- [Task item] Please copy exactly every line from the one that contains "pub fn is_time_based(unit: &str)" to the end of the data below, with both ends included and no other lines.

- [Material shown]
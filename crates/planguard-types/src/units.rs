//! Canonical units and time conversions.

/// Standard billing assumption for one month of wall-clock time.
pub const HOURS_PER_MONTH: f64 = 730.0;

pub const UNIT_HOURS: &str = "hours";
pub const UNIT_GB: &str = "GB";
pub const UNIT_GB_MONTH: &str = "GB-month";
pub const UNIT_REQUESTS: &str = "requests";

/// Whether a pricing unit measures elapsed time.
pub fn is_time_based(unit: &str) -> bool {
    unit == UNIT_HOURS
}

/// Whether a pricing unit measures provisioned capacity over a month.
pub fn is_capacity_month(unit: &str) -> bool {
    unit == UNIT_GB_MONTH
}

pub fn hourly_to_monthly(hourly: f64) -> f64 {
    hourly * HOURS_PER_MONTH
}

pub fn monthly_to_hourly(monthly: f64) -> f64 {
    monthly / HOURS_PER_MONTH
}

#[cfg(test)]
mod tests {
    use super::*;

    #[test]
    fn month_round_trip() {
        let monthly = hourly_to_monthly(0.1);
        assert!((monthly - 73.0).abs() < 1e-9);
        assert!((monthly_to_hourly(monthly) - 0.1).abs() < 1e-12);
    }

    #[test]
    fn unit_classification() {
        assert!(is_time_based(UNIT_HOURS));
        assert!(!is_time_based(UNIT_GB_MONTH));
        assert!(is_capacity_month(UNIT_GB_MONTH));
    }
}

- [Output]
pub fn is_time_based(unit: &str) -> bool {
    unit == UNIT_HOURS
}

/// Whether a pricing unit measures provisioned capacity over a month.
pub fn is_capacity_month(unit: &str) -> bool {
    unit == UNIT_GB_MONTH
}

pub fn hourly_to_monthly(hourly: f64) -> f64 {
    hourly * HOURS_PER_MONTH
}

pub fn monthly_to_hourly(monthly: f64) -> f64 {
    monthly / HOURS_PER_MONTH
}

#[cfg(test)]
mod tests {
    use super::*;

    #[test]
    fn month_round_trip() {
        let monthly = hourly_to_monthly(0.1);
        assert!((monthly - 73.0).abs() < 1e-9);
        assert!((monthly_to_hourly(monthly) - 0.1).abs() < 1e-12);
    }

    #[test]
    fn unit_classification() {
        assert!(is_time_based(UNIT_HOURS));
        assert!(!is_time_based(UNIT_GB_MONTH));
        assert!(is_capacity_month(UNIT_GB_MONTH));
    }
}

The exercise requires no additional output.